If you take a simple glance at a screenshot or video of Minecraft, you might not think much of it. Everything looks incredibly primitive, as if the game was made in 1995. Every scene, every object, and every creature is made entirely out of cubic blocks with only the simplest of pixilated textures applied to them.

Give it a chance. There is an odd sense of retro beauty to Minecraft's aesthetics. There are many blocks that are used to represent different kinds of substances, like dirt, rock, wood, water and metal, and they are all used as literal building blocks to craft these massive and intricate worlds. After a while, Minecraft looks less like a primitive mess and more like a virtual Lego set. There is a charm to its style.

Even so, the game also manages to throw in plenty of ambience. Day passes into night in real time, the sky turns golden as the cubic sun rises and sets, and animals bark and bleat with authentic sound effects. Minecraft may not look like a real world, but it does what it can to feel like one.

Minecraft is Massive

Figuring out what genre Minecraft belongs to is an exercise in futility. It dabbles in a lot of them! There are elements of adventure, survival-horror, RPG and simulation. You can play by yourself or with a whole group of people. More than anything else, what's not included in the base package can be easily modded in.

At the heart of Minecraft's gameplay is the simple act of digging. Armed with what has got to be the mightiest pickaxe in the world, you can use it to break apart just about anything, including soil, rocks, iron and sheep. Just by hacking and whacking at the environment, you can clear out entire forests, level entire mountains, or even dig your own elaborate networks of underground tunnels. The potential is limitless.

Not only that, but every item you destroy can then be added to your inventory. What you do with these items is up to you. At the very least, you can place them anywhere in the world. You can rearrange the scenery in whatever way you like, or create elaborate structures, houses, fortresses or statues with the materials you gather. There's a great sense of accomplishment in just building a little hut with four walls and a wooden door, but you're free to create an entire castle complete with towers and ramparts from the ground up if you want.

Materials can also be used to craft useful tools like stronger pickaxes, swords and bows. You can put together environmental items as well, like torches, stairs, bookcases, pistons, trapdoors and ladders. The number of things you can craft is simply astounding!

Unfortunately, this is where Minecraft's greatest weakness can be seen. Crafting is not an intuitive process, there are no tutorials around to explain anything to you, and the recipes can be pretty obscure. If you want to learn anything, then you'll have to read up or watch a guide, as well keep a cheat sheet of crafting recipes on hand.

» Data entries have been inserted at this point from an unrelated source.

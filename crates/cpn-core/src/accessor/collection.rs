use std::sync::{Arc, Mutex, MutexGuard, PoisonError};

use crate::model::{lock_record, ArtifactRecord, SharedRecord};

/// Secuencia ordenada de registros de un binding `multi`. El orden de
/// inserción es el de resolución y es significativo. Los clones comparten
/// la misma secuencia.
#[derive(Debug, Clone, Default)]
pub struct ArtifactCollection {
    records: Arc<Mutex<Vec<SharedRecord>>>,
}

impl ArtifactCollection {
    pub fn new() -> Self {
        Self::default()
    }

    fn guard(&self) -> MutexGuard<'_, Vec<SharedRecord>> {
        self.records.lock().unwrap_or_else(PoisonError::into_inner)
    }

    pub fn push(&self, record: SharedRecord) {
        self.guard().push(record);
    }

    /// Añade `record` sólo si la colección tiene exactamente `expected`
    /// elementos; si no, devuelve la longitud real.
    pub fn append_at(&self, expected: usize, record: SharedRecord) -> Result<(), usize> {
        let mut records = self.guard();
        if records.len() != expected {
            return Err(records.len());
        }
        records.push(record);
        Ok(())
    }

    pub fn len(&self) -> usize {
        self.guard().len()
    }

    pub fn is_empty(&self) -> bool {
        self.guard().is_empty()
    }

    /// Copia de los registros en orden.
    pub fn snapshot(&self) -> Vec<ArtifactRecord> {
        self.guard().iter().map(|r| lock_record(r).clone()).collect()
    }
}
//! Declaración de parámetros de un componente y su aplicación en runtime.

use serde::{Deserialize, Serialize};
use serde_json::Value;

#[derive(Debug, Clone, PartialEq, Serialize, Deserialize)]
#[serde(tag = "type", content = "values", rename_all = "snake_case")]
pub enum ParameterType {
    Bool,
    Int,
    Float,
    String,
    /// Cualquier JSON.
    Json,
    /// Uno de un conjunto cerrado de strings.
    Choice(Vec<String>),
}

#[derive(Debug, Clone, PartialEq)]
pub struct ParameterDescriptor {
    pub name: String,
    pub ty: ParameterType,
    pub default: Option<Value>,
    pub optional: bool,
    pub description: Option<String>,
}

impl ParameterDescriptor {
    pub fn new(name: &str, ty: ParameterType) -> Self {
        Self { name: name.to_string(),
               ty,
               default: None,
               optional: false,
               description: None }
    }

    pub fn default_value(mut self, value: Value) -> Self {
        self.default = Some(value);
        self
    }

    pub fn optional(mut self) -> Self {
        self.optional = true;
        self
    }

    pub fn description(mut self, text: &str) -> Self {
        self.description = Some(text.to_string());
        self
    }

    /// Aplica el valor suministrado (o el default). `null` cuenta como ausente.
    ///
    /// - valor presente: se valida contra `ty` (un entero se acepta como float);
    /// - ausente con default: el default;
    /// - ausente y opcional: `null`;
    /// - ausente y requerido: error.
    pub fn apply(&self, supplied: Option<&Value>) -> Result<Value, String> {
        match supplied {
            Some(v) if !v.is_null() => self.check(v),
            _ => match (&self.default, self.optional) {
                (Some(d), _) => Ok(d.clone()),
                (None, true) => Ok(Value::Null),
                (None, false) => Err("required parameter not supplied and has no default".into()),
            },
        }
    }

    /// Valida `v` contra el tipo declarado y devuelve el valor normalizado.
    pub fn check(&self, v: &Value) -> Result<Value, String> {
        let ok = match &self.ty {
            ParameterType::Bool => v.is_boolean(),
            ParameterType::Int => v.is_i64() || v.is_u64(),
            ParameterType::Float => v.is_number(),
            ParameterType::String => v.is_string(),
            ParameterType::Json => true,
            ParameterType::Choice(options) => v.as_str().map(|s| options.iter().any(|o| o == s)).unwrap_or(false),
        };
        if !ok {
            return Err(format!("expected {}, got {v}", self.type_label()));
        }
        match (&self.ty, v.as_f64()) {
            (ParameterType::Float, Some(f)) if !v.is_f64() => Ok(Value::from(f)),
            _ => Ok(v.clone()),
        }
    }

    fn type_label(&self) -> String {
        match &self.ty {
            ParameterType::Bool => "bool".into(),
            ParameterType::Int => "int".into(),
            ParameterType::Float => "float".into(),
            ParameterType::String => "string".into(),
            ParameterType::Json => "json".into(),
            ParameterType::Choice(options) => format!("one of [{}]", options.join(", ")),
        }
    }
}
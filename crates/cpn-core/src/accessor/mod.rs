//! Accessors de recursos: readers y writers de un solo uso, colecciones
//! ordenadas de registros y el generador de writers para salidas `multi`.

mod collection;
mod generator;
mod reader;
mod writer;

pub use collection::ArtifactCollection;
pub use generator::{WriterCursor, WriterGenerator, WriterIter};
pub use reader::ArtifactReader;
pub use writer::ArtifactWriter;

use std::sync::atomic::{AtomicBool, Ordering};

use crate::errors::BindError;

/// Marca el accessor como consumido antes de cualquier I/O. Sólo el primer
/// llamador gana el compare-and-set.
pub(crate) fn claim(flag: &AtomicBool, uri: &str) -> Result<(), BindError> {
    flag.compare_exchange(false, true, Ordering::AcqRel, Ordering::Acquire)
        .map(|_| ())
        .map_err(|_| BindError::UseAfterConsumed { uri: uri.to_string() })
}
//! Helpers BLAKE3; todos devuelven hex en minúsculas (64 caracteres).

use blake3::Hasher;
use serde_json::Value;

use super::to_canonical_json;

pub fn hash_bytes(input: &[u8]) -> String {
    let mut h = Hasher::new();
    h.update(input);
    h.finalize().to_hex().to_string()
}

pub fn hash_str(input: &str) -> String {
    hash_bytes(input.as_bytes())
}

/// Hash del JSON canónico de `value` (independiente del orden de claves).
pub fn hash_value(value: &Value) -> String {
    hash_str(&to_canonical_json(value))
}
fn guest_train() -> TaskConfig {
    TaskConfig::new("hetero_lr", Role::Guest, Stage::Train).with_parameter("learning_rate", json!(0.1))
                                                           .with_input("train_data", ArtifactApplySpec::new("mem://train"))
                                                           .with_output("output_model", ArtifactApplySpec::new("mem://model"))
                                                           .with_output("output_data", ArtifactApplySpec::new("mem://pred"))
}

#[test]
fn required_input_without_apply_spec_fails() {
    let storage = InMemoryStorage::new();
    let reg = registry(&storage);
    let d = hetero();
    let mut cfg = guest_train();
    cfg.input_artifacts.shift_remove("train_data");

    let err = Binder::new(&d, &reg).bind(&cfg).unwrap_err();
    assert_eq!(err,
               BindError::MissingRequiredArtifact { name: "train_data".into(),
                                                    descriptor: "input:data".into() });
}

#[test]
fn optional_input_without_apply_spec_is_absent() {
    let storage = InMemoryStorage::new();
    let reg = registry(&storage);
    let d = hetero();
    let mut io = Binder::new(&d, &reg).bind(&guest_train()).expect("bind");
    let mut args = io.take_arguments().unwrap();

    assert_eq!(args.kind_of("validate_data"), Some("absent"));
    assert!(args.take_optional_reader("validate_data").unwrap().is_none());
    assert!(args.take_optional_reader("warm_start_model").unwrap().is_none());
    assert!(!io.input_names().any(|n| n == "validate_data"));
}

#[test]
fn parameters_take_defaults_and_coerce() {
    let storage = InMemoryStorage::new();
    let reg = registry(&storage);
    let d = hetero();
    let cfg = guest_train().with_parameter("learning_rate", json!(1));
    let io = Binder::new(&d, &reg).bind(&cfg).expect("bind");
    assert_eq!(io.parameters()["epochs"], json!(10));
    assert_eq!(io.parameters()["learning_rate"].as_f64(), Some(1.0));
}

#[test]
fn parameter_type_mismatch_and_missing_required() {
    let storage = InMemoryStorage::new();
    let reg = registry(&storage);
    let d = hetero();

    let cfg = guest_train().with_parameter("epochs", json!("many"));
    let err = Binder::new(&d, &reg).bind(&cfg).unwrap_err();
    assert!(matches!(err, BindError::ParameterError { ref name, .. } if name == "epochs"), "{err:?}");

    let mut cfg = guest_train();
    cfg.parameters.shift_remove("learning_rate");
    let err = Binder::new(&d, &reg).bind(&cfg).unwrap_err();
    assert_eq!(err.argument(), Some("learning_rate"));
}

However, when you do get the hang of things, crafting can be a fun process. There's nothing quite like gathering the right quantity of materials from the world and putting together a legendary sword of blockiness to smite your enemies with!

Survive

This leads straight into the Survival game. The goal of this mode is to survive for as long as you possibly can with the base mechanics in mind. During the day, your procedurally-generated world will be relatively safe; you're free to explore the place, collect resources, mine tunnels, build forts, and simply explore to find potentially useful resources.

When night falls, things get hairy. All manner of dangerous creatures begin to appear, such as zombies, skeletons, giant spiders and the dreaded Endermen. These guys will try to kill you, so you've got to do everything you can to survive.

How you do that is going to be up to your own ingenuity. You can erect walls to keep them at bay, dig out hiding spots, or take the fight to them using whatever weapons you've managed to amass. Combat is a fairly simple affair that works much like digging; just hack away at the enemy until they die, hopefully before they whittle you down. Combat's not all that deep, but it's fun to test your latest inventions against the most fearsome creatures the game can throw at you.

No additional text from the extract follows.